As of deadline, they’d pledged to spend $8.5 trillion. (It seems to go up another trillion every week.)

That’s half the gross domestic product, or half of everything the nation produced last year, Bloomberg News reported.

How can we afford that, you ask? We can’t. So we plan to borrow it. To give you some idea of the scope of the unholy bill we are racking up here, consider this. The national debt, which it took us decades to accrue, was $10.6 trillion before the bailout binge started in September.

If we cut the checks the government has promised, we will have nearly doubled the national debt in the space of about 12 weeks. The $8.5 trillion is equivalent to $24,000 for every man, woman and child in the country, and nine times what the United States has spent so far on the wars in Afghanistan and Iraq, Bloomberg reported.

And it doesn’t count the trillion dollar stimulus package the Democrats have planned for early next year.

“The strategy now — and in the coming Obama administration — is essentially the win-at-any-cost approach previously adopted only to wage a major war,” a Los Angeles Times article warned. “And that means no hesitation in pledging to spend previously near-unimaginable sums of money and running up federal budget deficits on a scale not seen since World War II.

“Analysts warn that the nation’s next financial crisis could come from the staggering cost of battling the current one,” the same Times article read.

Economist after economist has told financial reporters at the world’s well-known news services the same thing. Spending vast sums of money essentially printed by the government will lead to spikes in inflation, the experts seem to agree. The trick is to stop before that happens. But no one seems to agree on exactly when that point is.

Of course, on the bright side, we might get some of the loaned money back, with interest, some say. Or not at all. No one outside the Treasury Department knows for sure because Paulson and his sidekicks at the Federal Reserve and other bailout-allied agencies have so far refused to disclose the terms of much of the lending they are doing. Is there any collateral? If so, what is it?

So far only a handful of Republicans in the House and some inquiring minds in the media seem genuinely concerned about the answers to those questions. President Bush shipped out to Peru for the worst of it, where he made speeches about the evils of interfering with capitalism. Aside from a few barbs thrown at Paulson, House Democratic leaders who spent years haranguing Republicans for their deficit spending have been largely silent. They don’t want to rock the boat when there’s hundreds of billions more that remain unspent, money they’ll get their hands on when they take over the White House in January.

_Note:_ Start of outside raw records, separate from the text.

#[test]
fn instance_save_refresh_and_delete() {
    let rt = RuntimeBuilder::current_thread()
        .build()
        .expect("create asupersync runtime");
    let cx = Cx::for_testing();

    rt.block_on(async {
        let db = library();
        let mut book = Book {
            title: "Dune".to_string(),
            pages: Some(400),
            in_print: true,
            ..Default::default()
        };

        unwrap_outcome(book.async_save(&cx, &db).await).expect("insert");
        let id = book.id.expect("key assigned on insert");
        let stamped = book.created_at.expect("created_at assigned on insert");

        book.pages = Some(412);
        unwrap_outcome(book.async_save(&cx, &db).await).expect("update");
        assert_eq!(book.id, Some(id));
        assert_eq!(book.created_at, Some(stamped));

        let books = Book::objects(&db);
        assert_eq!(unwrap_outcome(books.count(&cx).await).expect("count"), 1);

        let mut stale = unwrap_outcome(books.get(&cx, &[Predicate::eq("pk", id)]).await)
            .expect("get");
        unwrap_outcome(
            books
                .update(&cx, &[("title", "Dune Messiah".into())])
                .await,
        )
        .expect("bulk update");

        unwrap_outcome(stale.async_refresh(&cx, &db, Some(&["pages"])).await)
            .expect("partial refresh");
        assert_eq!(stale.title, "Dune", "unlisted fields keep their value");
        assert_eq!(stale.pages, Some(412));
        unwrap_outcome(stale.async_refresh(&cx, &db, None).await).expect("full refresh");
        assert_eq!(stale.title, "Dune Messiah");

        let removed = unwrap_outcome(stale.async_delete(&cx, &db).await).expect("delete");
        assert_eq!(removed, 1);
        assert_eq!(stale.id, None);
        assert_eq!(
            unwrap_outcome(stale.async_delete(&cx, &db).await).expect("delete again"),
            0
        );

        let err = expect_err(book.async_refresh(&cx, &db, None).await);
        assert!(err.is_not_found());
    });
}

Meanwhile, Paulson and Federal Reserve Board Chairman Ben Bernanke have largely blown off House Republican Leader John Boehner, who keeps writing them letters asking stuff like how they determine which businesses to give billions to, what the terms of the loans and other financial arrangements are and whether there is any system in place to determine if what we are doing is making any kind of difference in the economy. Until recently, Congress and the president hadn’t even filled oversight positions to monitor what the bureaucrats charged with rescuing the economy were doing.

Elizabeth Warren, who leads the Congressional panel appointed to monitor the bailout, told The New York Times that the federal government still doesn’t seem to have a coherent strategy for fixing the financial crisis and seemed to be lurching from one tactic to the next.

All of which makes me wonder what is actually going on here. If the economy is in bad enough shape to justify potentially doubling the national deficit to fix it, wouldn’t you have a plan for doing so? One with goals? Wouldn’t that be important to you?

Or has the economy merely caught a bad cold that politicians are using as an excuse to go on the mother of all spending benders? Could it be that the outgoing administration is looting the treasury to a degree never before seen in this country’s history and the incoming administration wants to pick up where they leave off?

Should be interesting to find out. One thing you can be sure of, though.

Either way, you pay.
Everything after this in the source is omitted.